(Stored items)
◆ ◆ ◆ ◆ ◆

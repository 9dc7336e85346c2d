//! Controller configuration.
//!
//! All settings come from environment variables so the controller can be
//! configured from its Deployment manifest.

use crate::error::ControllerError;
use std::net::SocketAddr;
use std::ops::RangeInclusive;
use std::time::Duration;

/// Accepted range for retry and resync intervals (up to one day).
const INTERVAL_SECS: RangeInclusive<u64> = 1..=86_400;
/// Accepted range for the per-call runtime deadline (up to one hour).
const DRIVER_TIMEOUT_SECS: RangeInclusive<u64> = 1..=3_600;

/// Runtime configuration of the controller.
#[derive(Debug, Clone, PartialEq, Eq)]
pub struct ControllerConfig {
    /// Base URL of the VM runtime agent
    pub runtime_url: String,
    /// Bearer token for the runtime agent
    pub runtime_token: Option<String>,
    /// Namespace to watch (all namespaces when unset)
    pub namespace: Option<String>,
    /// Number of reconciliation workers
    pub workers: usize,
    /// Deadline for each runtime call
    pub driver_timeout: Duration,
    /// First retry delay after a failure
    pub backoff_base: Duration,
    /// Retry delay cap
    pub backoff_max: Duration,
    /// How often converged resources are re-checked
    pub resync_interval: Duration,
    /// Listen address of the health/metrics server
    pub http_addr: SocketAddr,
}

impl ControllerConfig {
    /// Load configuration from the process environment.
    pub fn from_env() -> Result<Self, ControllerError> {
        Self::from_lookup(|key| std::env::var(key).ok())
    }

    /// Load configuration from an arbitrary key lookup.
    pub fn from_lookup<F>(lookup: F) -> Result<Self, ControllerError>
    where
        F: Fn(&str) -> Option<String>,
    {
        let runtime_url = lookup("RUNTIME_URL")
            .unwrap_or_else(|| "http://vm-runtime.vm-system:8080".to_string());
        let runtime_token = lookup("RUNTIME_TOKEN").filter(|t| !t.is_empty());
        let namespace = lookup("WATCH_NAMESPACE").filter(|ns| !ns.is_empty());

        let workers = parse_number(&lookup, "WORKERS", 4)?;
        if workers == 0 {
            return Err(ControllerError::InvalidConfig(
                "WORKERS must be at least 1".to_string(),
            ));
        }

        let driver_timeout = parse_secs(&lookup, "DRIVER_TIMEOUT_SECS", 120, DRIVER_TIMEOUT_SECS)?;
        let backoff_base = parse_secs(&lookup, "BACKOFF_BASE_SECS", 1, INTERVAL_SECS)?;
        let backoff_max = parse_secs(&lookup, "BACKOFF_MAX_SECS", 300, INTERVAL_SECS)?;
        if backoff_max < backoff_base {
            return Err(ControllerError::InvalidConfig(format!(
                "BACKOFF_MAX_SECS ({}) must not be below BACKOFF_BASE_SECS ({})",
                backoff_max.as_secs(),
                backoff_base.as_secs()
            )));
        }
        let resync_interval = parse_secs(&lookup, "RESYNC_INTERVAL_SECS", 300, INTERVAL_SECS)?;

        let http_addr = lookup("HTTP_ADDR")
            .unwrap_or_else(|| "0.0.0.0:8080".to_string())
            .parse::<SocketAddr>()
            .map_err(|e| ControllerError::InvalidConfig(format!("HTTP_ADDR: {}", e)))?;

        Ok(Self {
            runtime_url,
            runtime_token,
            namespace,
            workers,
            driver_timeout,
            backoff_base,
            backoff_max,
            resync_interval,
            http_addr,
        })
    }
}

/// Parse a duration in whole seconds that must fall within `range`.
fn parse_secs<F>(lookup: &F, key: &str, default: u64, range: RangeInclusive<u64>) -> Result<Duration, ControllerError>
where
    F: Fn(&str) -> Option<String>,
{
    let secs = parse_number(lookup, key, default)?;
    if !range.contains(&secs) {
        return Err(ControllerError::InvalidConfig(format!(
            "{} must be between {} and {} seconds, got {}",
            key,
            range.start(),
            range.end(),
            secs
        )));
    }
    Ok(Duration::from_secs(secs))
}

fn parse_number<F, T>(lookup: &F, key: &str, default: T) -> Result<T, ControllerError>
where
    F: Fn(&str) -> Option<String>,
    T: std::str::FromStr,
    T::Err: std::fmt::Display,
{
    match lookup(key) {
        Some(raw) => raw
            .trim()
            .parse::<T>()
            .map_err(|e| ControllerError::InvalidConfig(format!("{} ({:?}): {}", key, raw, e))),
        None => Ok(default),
    }
}
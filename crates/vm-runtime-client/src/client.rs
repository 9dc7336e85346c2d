//! Runtime agent HTTP client
//!
//! Implements [`RuntimeDriver`] against the node agent REST API:
//! `POST /api/v1/machines/{namespace}/{name}/{operation}` and
//! `GET /api/v1/machines/{namespace}/{name}/state`.

use crate::driver_trait::RuntimeDriver;
use crate::error::RuntimeError;
use crate::models::{PowerOperation, PowerRequest, RuntimeState, StateResponse, VmIdentity};
use reqwest::{Client, StatusCode};
use std::time::Duration;
use tracing::debug;

/// HTTP runtime driver
pub struct HttpRuntimeDriver {
    client: Client,
    base_url: String,
    token: Option<String>,
}

impl HttpRuntimeDriver {
    /// Create a new runtime client
    ///
    /// # Arguments
    /// * `base_url` - Agent base URL (e.g., "http://vm-runtime:8080")
    /// * `token` - Optional bearer token
    pub fn new(base_url: String, token: Option<String>) -> Result<Self, RuntimeError> {
        // Power operations can take minutes; the controller applies its own
        // per-call deadline on top of this.
        let client = Client::builder()
            .timeout(Duration::from_secs(600))
            .connect_timeout(Duration::from_secs(10))
            .build()
            .map_err(RuntimeError::Http)?;

        Ok(Self {
            client,
            base_url: base_url.trim_end_matches('/').to_string(),
            token,
        })
    }

    /// Get the base URL
    pub fn base_url(&self) -> &str {
        &self.base_url
    }

    /// Check that the agent answers on its health endpoint.
    pub async fn validate_connectivity(&self) -> Result<(), RuntimeError> {
        let url = format!("{}/healthz", self.base_url);
        debug!("Validating runtime connectivity at {}", url);

        let response = self.authorized(self.client.get(&url)).send().await.map_err(classify)?;
        let status = response.status();
        if !status.is_success() {
            let body = response.text().await.unwrap_or_default();
            return Err(RuntimeError::Api(format!("Health check failed: {} - {}", status, body)));
        }
        Ok(())
    }

    fn machine_url(&self, vm: &VmIdentity, suffix: &str) -> String {
        format!(
            "{}/api/v1/machines/{}/{}/{}",
            self.base_url,
            urlencoding::encode(&vm.namespace),
            urlencoding::encode(&vm.name),
            suffix
        )
    }

    fn authorized(&self, request: reqwest::RequestBuilder) -> reqwest::RequestBuilder {
        let request = request.header("Accept", "application/json");
        match &self.token {
            Some(token) => request.bearer_auth(token),
            None => request,
        }
    }

    async fn post_operation(&self, operation: PowerOperation, vm: &VmIdentity) -> Result<(), RuntimeError> {
        let url = self.machine_url(vm, operation.as_str());
        debug!("POST {}", url);

        let body = PowerRequest { image: vm.image.clone() };
        let response = self
            .authorized(self.client.post(&url))
            .json(&body)
            .send()
            .await
            .map_err(classify)?;

        let status = response.status();
        if status.is_success() {
            return Ok(());
        }
        let body = response.text().await.unwrap_or_default();
        Err(error_for_status(status, &format!("{} {}", operation, vm), body))
    }
}

#[async_trait::async_trait]
impl RuntimeDriver for HttpRuntimeDriver {
    async fn power_on(&self, vm: &VmIdentity) -> Result<(), RuntimeError> {
        self.post_operation(PowerOperation::PowerOn, vm).await
    }

    async fn power_off(&self, vm: &VmIdentity) -> Result<(), RuntimeError> {
        self.post_operation(PowerOperation::PowerOff, vm).await
    }

    async fn hibernate(&self, vm: &VmIdentity) -> Result<(), RuntimeError> {
        self.post_operation(PowerOperation::Hibernate, vm).await
    }

    async fn resume(&self, vm: &VmIdentity) -> Result<(), RuntimeError> {
        self.post_operation(PowerOperation::Resume, vm).await
    }

    async fn query_state(&self, vm: &VmIdentity) -> Result<RuntimeState, RuntimeError> {
        let url = self.machine_url(vm, "state");
        debug!("GET {}", url);

        let response = self.authorized(self.client.get(&url)).send().await.map_err(classify)?;
        let status = response.status();
        if !status.is_success() {
            let body = response.text().await.unwrap_or_default();
            return Err(error_for_status(status, &format!("state of {}", vm), body));
        }

        let text = response.text().await.map_err(classify)?;
        let parsed: StateResponse = serde_json::from_str(&text)?;
        Ok(RuntimeState::from_wire(&parsed.state))
    }
}

/// Map transport failures onto the runtime error taxonomy.
fn classify(err: reqwest::Error) -> RuntimeError {
    if err.is_timeout() {
        RuntimeError::Timeout(err.to_string())
    } else if err.is_connect() {
        RuntimeError::Unreachable(err.to_string())
    } else {
        RuntimeError::Http(err)
    }
}

/// Map a non-success HTTP status onto the runtime error taxonomy.
fn error_for_status(status: StatusCode, what: &str, body: String) -> RuntimeError {
    match status {
        StatusCode::NOT_FOUND => RuntimeError::NotFound(format!("{}: {}", what, body)),
        StatusCode::CONFLICT | StatusCode::UNPROCESSABLE_ENTITY => {
            RuntimeError::OperationFailed(format!("{}: {}", what, body))
        }
        StatusCode::GATEWAY_TIMEOUT | StatusCode::REQUEST_TIMEOUT => {
            RuntimeError::Timeout(format!("{}: {}", what, body))
        }
        StatusCode::TOO_MANY_REQUESTS => RuntimeError::Api(format!("{} throttled: {}", what, body)),
        // The runtime refused the request outright, so nothing changed
        s if s.is_client_error() => RuntimeError::OperationFailed(format!("{}: {} - {}", what, status, body)),
        _ => RuntimeError::Api(format!("{} failed: {} - {}", what, status, body)),
    }
}
//! Reconciliation workers.
//!
//! Each worker pulls keys from the shared [`WorkQueue`], runs one pass and
//! turns the outcome into the key's next schedule. The queue guarantees no
//! two workers hold the same key.

use crate::error::{ControllerError, RetryPolicy};
use crate::metrics::Metrics;
use crate::reconciler::{ReconcileOutcome, Reconciler};
use crate::store::VmKey;
use crate::work_queue::WorkQueue;
use std::sync::Arc;
use std::time::Duration;
use tokio::time::Instant;
use tracing::{debug, error, info, info_span, warn, Instrument};
use uuid::Uuid;

pub struct Worker {
    id: usize,
    queue: Arc<WorkQueue<VmKey>>,
    reconciler: Arc<Reconciler>,
    metrics: Arc<Metrics>,
    /// Delay before a converged resource is checked again
    resync_interval: Duration,
}

impl Worker {
    pub fn new(
        id: usize,
        queue: Arc<WorkQueue<VmKey>>,
        reconciler: Arc<Reconciler>,
        metrics: Arc<Metrics>,
        resync_interval: Duration,
    ) -> Self {
        Self {
            id,
            queue,
            reconciler,
            metrics,
            resync_interval,
        }
    }

    /// Process keys until the queue shuts down.
    pub async fn run(self) {
        debug!("Worker {} started", self.id);
        while let Some(key) = self.queue.dequeue().await {
            self.metrics.set_queue_depth(self.queue.len());
            self.process(&key).await;
            self.queue.done(&key);
        }
        debug!("Worker {} stopped", self.id);
    }

    async fn process(&self, key: &VmKey) {
        let span = info_span!("reconcile", vm = %key, pass_id = %Uuid::new_v4());
        let started = Instant::now();
        let result = self.reconciler.reconcile(key).instrument(span.clone()).await;
        let elapsed = started.elapsed();

        span.in_scope(|| match result {
            Ok(outcome) => {
                self.metrics.pass_completed(outcome.as_str(), elapsed);
                self.schedule_after(key, outcome);
            }
            Err(e) => {
                self.metrics.pass_failed(e.kind(), elapsed);
                self.schedule_retry(key, &e);
            }
        });
    }

    fn schedule_after(&self, key: &VmKey, outcome: ReconcileOutcome) {
        match outcome {
            ReconcileOutcome::Converged => {
                self.queue.forget(key);
                self.queue.requeue_after(key.clone(), self.resync_interval);
            }
            ReconcileOutcome::Requeue => {
                self.queue.forget(key);
                self.queue.enqueue(key.clone());
            }
            ReconcileOutcome::Poll => {
                let delay = self.queue.requeue_with_backoff(key.clone());
                debug!("{} still in progress, checking again in {:?}", key, delay);
            }
            ReconcileOutcome::Gone => {
                self.queue.forget(key);
                info!("{} finished", key);
            }
        }
    }

    fn schedule_retry(&self, key: &VmKey, err: &ControllerError) {
        match err.retry_policy() {
            RetryPolicy::Immediate => {
                debug!("{} changed during the pass, retrying: {}", key, err);
                self.queue.enqueue(key.clone());
            }
            RetryPolicy::Backoff => {
                let delay = self.queue.requeue_with_backoff(key.clone());
                warn!("Reconciliation of {} failed, retrying in {:?}: {}", key, delay, err);
            }
            RetryPolicy::MaxBackoff => {
                let delay = self.queue.requeue_with_max_backoff(key.clone());
                error!("Reconciliation of {} failed, retrying in {:?}: {}", key, delay, err);
            }
        }
    }
}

◆ ◆ ◆ ◆ ◆

What is needed is an exact printout of every line from the one with "let elapsed = started.elapsed();" through the end of the data, including both, and nothing more.

▶ **Answer for the task**
        let elapsed = started.elapsed();

        span.in_scope(|| match result {
            Ok(outcome) => {
                self.metrics.pass_completed(outcome.as_str(), elapsed);
                self.schedule_after(key, outcome);
            }
            Err(e) => {
                self.metrics.pass_failed(e.kind(), elapsed);
                self.schedule_retry(key, &e);
            }
        });
    }

    fn schedule_after(&self, key: &VmKey, outcome: ReconcileOutcome) {
        match outcome {
            ReconcileOutcome::Converged => {
                self.queue.forget(key);
                self.queue.requeue_after(key.clone(), self.resync_interval);
            }
            ReconcileOutcome::Requeue => {
                self.queue.forget(key);
                self.queue.enqueue(key.clone());
            }
            ReconcileOutcome::Poll => {
                let delay = self.queue.requeue_with_backoff(key.clone());
                debug!("{} still in progress, checking again in {:?}", key, delay);
            }
            ReconcileOutcome::Gone => {
                self.queue.forget(key);
                info!("{} finished", key);
            }
        }
    }

    fn schedule_retry(&self, key: &VmKey, err: &ControllerError) {
        match err.retry_policy() {
            RetryPolicy::Immediate => {
                debug!("{} changed during the pass, retrying: {}", key, err);
                self.queue.enqueue(key.clone());
            }
            RetryPolicy::Backoff => {
                let delay = self.queue.requeue_with_backoff(key.clone());
                warn!("Reconciliation of {} failed, retrying in {:?}: {}", key, delay, err);
            }
            RetryPolicy::MaxBackoff => {
                let delay = self.queue.requeue_with_max_backoff(key.clone());
                error!("Reconciliation of {} failed, retrying in {:?}: {}", key, delay, err);
            }
        }
    }
}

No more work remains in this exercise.